The conversation also underlined the pivotal moment in which we find ourselves. The shared transatlantic goals and structures created after World War II, including a credible U.S. nuclear umbrella over Europe, can no longer be considered as givens. This is undoubtedly hard for many on both sides of the Atlantic to contemplate, but as norms and common assumptions in places as diverse as Ukraine, Venezuela, and Nigeria continue to be shattered, the need for at least consideration of future options through dialogue and discussion seems all the more urgent.
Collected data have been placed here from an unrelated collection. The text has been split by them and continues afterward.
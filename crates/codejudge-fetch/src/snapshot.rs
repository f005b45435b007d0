//! Bounded, deterministic snapshots of an extracted source tree.

use std::fs;
use std::path::{Path, PathBuf};

use serde::Deserialize;
use tracing::debug;

use codejudge_core::error::{EvalError, Result};
use codejudge_core::model::{RepositorySnapshot, SnapshotFile};

pub const DEFAULT_MAX_FILES: usize = 50;
pub const DEFAULT_MAX_FILE_BYTES: u64 = 200_000;
pub const DEFAULT_MAX_CHARS: usize = 2000;

/// Snapshot bounds.
#[derive(Debug, Clone, PartialEq, Eq, Deserialize)]
#[serde(default)]
pub struct SnapshotConfig {
    /// Maximum number of entries.
    pub max_files: usize,
    /// Files above this size are skipped without taking a slot.
    pub max_file_bytes: u64,
    /// Snippet length in characters.
    pub max_chars: usize,
}

impl Default for SnapshotConfig {
    fn default() -> Self {
        Self {
            max_files: DEFAULT_MAX_FILES,
            max_file_bytes: DEFAULT_MAX_FILE_BYTES,
            max_chars: DEFAULT_MAX_CHARS,
        }
    }
}

/// Walks an extraction root and collects file snippets.
///
/// Directory entries are visited depth-first in file-name order so the same
/// tree always yields the same snapshot. Only regular files count; symlinks
/// and special files are ignored.
#[derive(Debug, Clone, Default)]
pub struct SnapshotBuilder {
    config: SnapshotConfig,
}

impl SnapshotBuilder {
    pub fn new(config: SnapshotConfig) -> Self {
        Self { config }
    }

    /// Build a snapshot of `root`. Blocking.
    pub fn build(&self, root: &Path) -> Result<RepositorySnapshot> {
        let mut files = Vec::new();
        if self.config.max_files > 0 {
            self.walk(root, root, &mut files)?;
        }
        debug!(root = %root.display(), files = files.len(), "snapshot built");
        Ok(files)
    }

    /// [`SnapshotBuilder::build`] on the blocking thread pool.
    pub async fn build_blocking(&self, root: PathBuf) -> Result<RepositorySnapshot> {
        let builder = self.clone();
        tokio::task::spawn_blocking(move || builder.build(&root))
            .await
            .map_err(|e| EvalError::Extract(format!("snapshot task failed: {e}")))?
    }

    /// Returns `true` once the entry limit is reached.
    fn walk(&self, root: &Path, dir: &Path, files: &mut Vec<SnapshotFile>) -> Result<bool> {
        let mut entries = fs::read_dir(dir)?.collect::<std::io::Result<Vec<_>>>()?;
        entries.sort_by_key(|e| e.file_name());

        for entry in entries {
            let path = entry.path();
            let meta = fs::symlink_metadata(&path)?;

            if meta.is_dir() {
                if self.walk(root, &path, files)? {
                    return Ok(true);
                }
                continue;
            }
            if !meta.is_file() {
                continue;
            }
            if meta.len() > self.config.max_file_bytes {
                debug!(path = %path.display(), bytes = meta.len(), "skipping large file");
                continue;
            }

            let bytes = fs::read(&path)?;
            let text = String::from_utf8_lossy(&bytes);
            files.push(SnapshotFile {
                path: relative_path(root, &path),
                snippet: truncate_chars(&text, self.config.max_chars).to_string(),
            });
            if files.len() >= self.config.max_files {
                return Ok(true);
            }
        }
        Ok(false)
    }
}

/// `path` relative to `root`, `/`-separated.
fn relative_path(root: &Path, path: &Path) -> String {
    path.strip_prefix(root)
        .unwrap_or(path)
        .components()
        .map(|c| c.as_os_str().to_string_lossy())
        .collect::<Vec<_>>()
        .join("/")
}

fn truncate_chars(text: &str, max_chars: usize) -> &str {
    match text.char_indices().nth(max_chars) {
        Some((end, _)) => &text[..end],
        None => text,
    }
}
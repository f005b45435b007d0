//! `codejudge.toml` loading.

use std::path::{Path, PathBuf};
use std::time::Duration;

use anyhow::{Context, Result};
use serde::Deserialize;

use codejudge_core::retry::RetryPolicy;
use codejudge_fetch::{FetchConfig, SnapshotConfig};
use codejudge_judges::{resolve_env_vars, JudgeConfig};

pub const CONFIG_FILE: &str = "codejudge.toml";
pub const DEFAULT_STORE_PATH: &str = "codejudge-store.json";

/// Top-level codejudge configuration.
#[derive(Debug, Clone, Deserialize)]
pub struct CodejudgeConfig {
    /// JSON document holding challenges, criteria, repositories and evaluations.
    #[serde(default = "default_store_path")]
    pub store_path: PathBuf,
    /// Seconds between scheduled evaluations (at least 60).
    #[serde(default = "default_interval")]
    pub interval_secs: u64,
    #[serde(default)]
    pub fetch: FetchConfig,
    #[serde(default)]
    pub snapshot: SnapshotConfig,
    #[serde(default)]
    pub retry: RetrySettings,
    /// Judge transport. Required by `serve` and `run` only.
    #[serde(default)]
    pub judge: Option<JudgeConfig>,
}

/// Backoff for record store calls.
#[derive(Debug, Clone, Deserialize)]
#[serde(default)]
pub struct RetrySettings {
    pub max_attempts: u32,
    pub initial_backoff_ms: u64,
    pub max_backoff_ms: u64,
}

impl Default for RetrySettings {
    fn default() -> Self {
        let policy = RetryPolicy::default();
        Self {
            max_attempts: policy.max_attempts,
            initial_backoff_ms: policy.initial_backoff.as_millis() as u64,
            max_backoff_ms: policy.max_backoff.as_millis() as u64,
        }
    }
}

fn default_store_path() -> PathBuf {
    PathBuf::from(DEFAULT_STORE_PATH)
}
fn default_interval() -> u64 {
    1800
}

impl Default for CodejudgeConfig {
    fn default() -> Self {
        Self {
            store_path: default_store_path(),
            interval_secs: default_interval(),
            fetch: FetchConfig::default(),
            snapshot: SnapshotConfig::default(),
            retry: RetrySettings::default(),
            judge: None,
        }
    }
}

impl CodejudgeConfig {
    pub fn interval(&self) -> Duration {
        Duration::from_secs(self.interval_secs)
    }

    pub fn retry_policy(&self) -> RetryPolicy {
        RetryPolicy::new(
            self.retry.max_attempts,
            Duration::from_millis(self.retry.initial_backoff_ms),
            Duration::from_millis(self.retry.max_backoff_ms),
        )
    }
}

/// Load config from an explicit path, or search the default locations.
///
/// Search order:
/// 1. `codejudge.toml` in the current directory
/// 2. `~/.config/codejudge/config.toml`
///
/// Environment variable overrides: `GITHUB_TOKEN`, `CODEJUDGE_JUDGE_KEY`.
pub fn load_config_from(path: Option<&Path>) -> Result<CodejudgeConfig> {
    let config_path = if let Some(p) = path {
        if p.exists() {
            Some(p.to_path_buf())
        } else {
            anyhow::bail!("config file not found: {}", p.display());
        }
    } else {
        let local = PathBuf::from(CONFIG_FILE);
        if local.exists() {
            Some(local)
        } else {
            dirs_path()
                .map(|home| home.join("config.toml"))
                .filter(|global| global.exists())
        }
    };

    let mut config = match config_path {
        Some(path) => {
            let content = std::fs::read_to_string(&path)
                .with_context(|| format!("failed to read config: {}", path.display()))?;
            toml::from_str::<CodejudgeConfig>(&content)
                .with_context(|| format!("failed to parse config: {}", path.display()))?
        }
        None => CodejudgeConfig::default(),
    };

    config.fetch.token = config
        .fetch
        .token
        .as_deref()
        .map(resolve_env_vars)
        .filter(|t| !t.is_empty());
    if let Ok(token) = std::env::var("GITHUB_TOKEN") {
        if !token.is_empty() {
            config.fetch.token = Some(token);
        }
    }

    if let Some(judge) = config.judge.as_mut() {
        if let Ok(key) = std::env::var("CODEJUDGE_JUDGE_KEY") {
            judge.set_api_key(key);
        }
        *judge = judge.resolved();
    }

    Ok(config)
}

fn dirs_path() -> Option<PathBuf> {
    std::env::var("HOME")
        .ok()
        .map(|h| PathBuf::from(h).join(".config").join("codejudge"))
}
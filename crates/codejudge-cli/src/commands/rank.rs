//! The `codejudge rank` command.

use std::path::PathBuf;

use anyhow::Result;
use comfy_table::{Cell, Table};

use codejudge_core::rank::{rank_challenge, RankReport};

use super::{format_score, OutputFormat};
use crate::config::load_config_from;

pub async fn execute(challenge: String, format: String, config_path: Option<PathBuf>) -> Result<()> {
    let format = OutputFormat::parse(&format)?;
    let config = load_config_from(config_path.as_deref())?;
    let store = super::open_store(&config)?;

    let report = rank_challenge(store.as_ref(), &challenge).await?;
    match format {
        OutputFormat::Json => super::print_json(&report)?,
        OutputFormat::Text => print_table(&report),
    }
    Ok(())
}

pub(crate) fn print_table(report: &RankReport) {
    let mut table = Table::new();
    table.set_header(vec!["#", "Repository", "Score", "Status", "URL"]);

    for (position, entry) in report.entries.iter().enumerate() {
        let score = if entry.unscored && entry.total_score.is_some() {
            format!("{}*", format_score(entry.total_score))
        } else {
            format_score(entry.total_score)
        };
        table.add_row(vec![
            Cell::new(position + 1),
            Cell::new(&entry.repository_name),
            Cell::new(score),
            Cell::new(entry.status),
            Cell::new(&entry.repository_url),
        ]);
    }

    println!("Challenge {}", report.challenge_id);
    println!("{table}");
    if report
        .entries
        .iter()
        .any(|e| e.unscored && e.total_score.is_some())
    {
        println!("* some criteria have no score yet");
    }
}
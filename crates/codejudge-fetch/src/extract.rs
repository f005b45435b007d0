//! Zip extraction confined to a destination directory.

use std::fs::{self, File};
use std::io;
use std::path::{Path, PathBuf};

use tracing::{debug, warn};
use zip::ZipArchive;

use codejudge_core::error::{EvalError, Result};

/// Extract every entry of `archive_path` below `destination`.
///
/// Entries whose names would escape `destination` are skipped. Returns the
/// number of files written. Blocking; see [`unpack`] for async callers.
pub fn extract_zip(archive_path: &Path, destination: &Path) -> Result<usize> {
    let file = File::open(archive_path)
        .map_err(|e| EvalError::Extract(format!("failed to open archive: {e}")))?;
    let mut archive = ZipArchive::new(file)
        .map_err(|e| EvalError::Extract(format!("not a zip archive: {e}")))?;

    fs::create_dir_all(destination)?;
    let mut written = 0;

    for index in 0..archive.len() {
        let mut entry = archive
            .by_index(index)
            .map_err(|e| EvalError::Extract(format!("corrupt entry {index}: {e}")))?;

        let Some(relative) = entry.enclosed_name() else {
            warn!(entry = %entry.name(), "skipping archive entry outside extraction root");
            continue;
        };
        let target = destination.join(relative);

        if entry.is_dir() {
            fs::create_dir_all(&target)?;
            continue;
        }
        if let Some(parent) = target.parent() {
            fs::create_dir_all(parent)?;
        }
        let mut out = File::create(&target)?;
        io::copy(&mut entry, &mut out)?;
        written += 1;
    }

    debug!(files = written, destination = %destination.display(), "archive extracted");
    Ok(written)
}

/// [`extract_zip`] on the blocking thread pool.
pub async fn unpack(archive_path: PathBuf, destination: PathBuf) -> Result<usize> {
    tokio::task::spawn_blocking(move || extract_zip(&archive_path, &destination))
        .await
        .map_err(|e| EvalError::Extract(format!("extraction task failed: {e}")))?
}
//! codejudge CLI: scheduler daemon, manual runs and read-only queries.

use std::path::PathBuf;
use std::process;

use clap::{Parser, Subcommand};

mod commands;
mod config;

#[derive(Parser)]
#[command(
    name = "codejudge",
    version,
    about = "Score challenge repositories with an LLM judge"
)]
struct Cli {
    #[command(subcommand)]
    command: Commands,
}

#[derive(Subcommand)]
enum Commands {
    /// Evaluate every active challenge on a fixed interval
    Serve {
        /// Challenge ids to evaluate immediately in the background
        #[arg(long)]
        trigger: Vec<String>,

        /// Override the configured interval (seconds, at least 60)
        #[arg(long)]
        interval: Option<u64>,

        /// Config file path
        #[arg(long)]
        config: Option<PathBuf>,
    },

    /// Evaluate one challenge now and wait for it to finish
    Run {
        /// Challenge id
        challenge: String,

        /// Restrict to these criterion ids (comma-separated)
        #[arg(long)]
        criteria: Option<String>,

        /// Config file path
        #[arg(long)]
        config: Option<PathBuf>,
    },

    /// Rank the repositories of a challenge
    Rank {
        /// Challenge id
        challenge: String,

        /// Output format: text, json
        #[arg(long, default_value = "text")]
        format: String,

        /// Config file path
        #[arg(long)]
        config: Option<PathBuf>,
    },

    /// Show the evaluation state of each repository of a challenge
    Status {
        /// Challenge id
        challenge: String,

        /// Output format: text, json
        #[arg(long, default_value = "text")]
        format: String,

        /// Config file path
        #[arg(long)]
        config: Option<PathBuf>,
    },

    /// Show every evaluation of one repository
    History {
        /// Challenge id
        challenge: String,

        /// Repository id
        repository: String,

        /// Output format: text, json
        #[arg(long, default_value = "text")]
        format: String,

        /// Config file path
        #[arg(long)]
        config: Option<PathBuf>,
    },

    /// Create a starter config and a sample store
    Init,
}

#[tokio::main]
async fn main() {
    let mut filter = tracing_subscriber::EnvFilter::from_default_env();
    if let Ok(directive) = "codejudge=info".parse() {
        filter = filter.add_directive(directive);
    }
    tracing_subscriber::fmt()
        .with_env_filter(filter)
        .with_writer(std::io::stderr)
        .init();

    let cli = Cli::parse();

    let result = match cli.command {
        Commands::Serve {
            trigger,
            interval,
            config,
        } => commands::serve::execute(trigger, interval, config).await,
        Commands::Run {
            challenge,
            criteria,
            config,
        } => commands::run::execute(challenge, criteria, config).await,
        Commands::Rank {
            challenge,
            format,
            config,
        } => commands::rank::execute(challenge, format, config).await,
        Commands::Status {
            challenge,
            format,
            config,
        } => commands::status::execute(challenge, format, config).await,
        Commands::History {
            challenge,
            repository,
            format,
            config,
        } => commands::history::execute(challenge, repository, format, config).await,
        Commands::Init => commands::init::execute(),
    };

    if let Err(e) = result {
        eprintln!("Error: {e:#}");
        process::exit(1);
    }
}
Uncertainty and threats from the U.S. and Russia have awakened a new fundamental insecurity in Europe. While NATO seems to have remained, for now, in the good graces of the Trump Administration — primarily due to the alliance’s willingness to adopt a 5% of GDP target on defense spending and the deft diplomacy of Secretary General Rutte — underlying official U.S. attitudes toward Europe’s security, as vividly illustrated in the 2025 U.S. National Security strategy, pose serious questions as to the extent and depth of U.S. commitments to Europe’s security. An upcoming review of U.S. forces stationed across Europe may be a critical indicator of U.S. commitment or concern. Meanwhile, Russian recalcitrance over finding a peaceful way out of the Ukraine war, dismissive statements about Europe’s role and interests, and a pattern of hybrid probing of Europe’s defenses seem to point to a more aggressive posture in the near term and possibly a genuine military threat in the longer term.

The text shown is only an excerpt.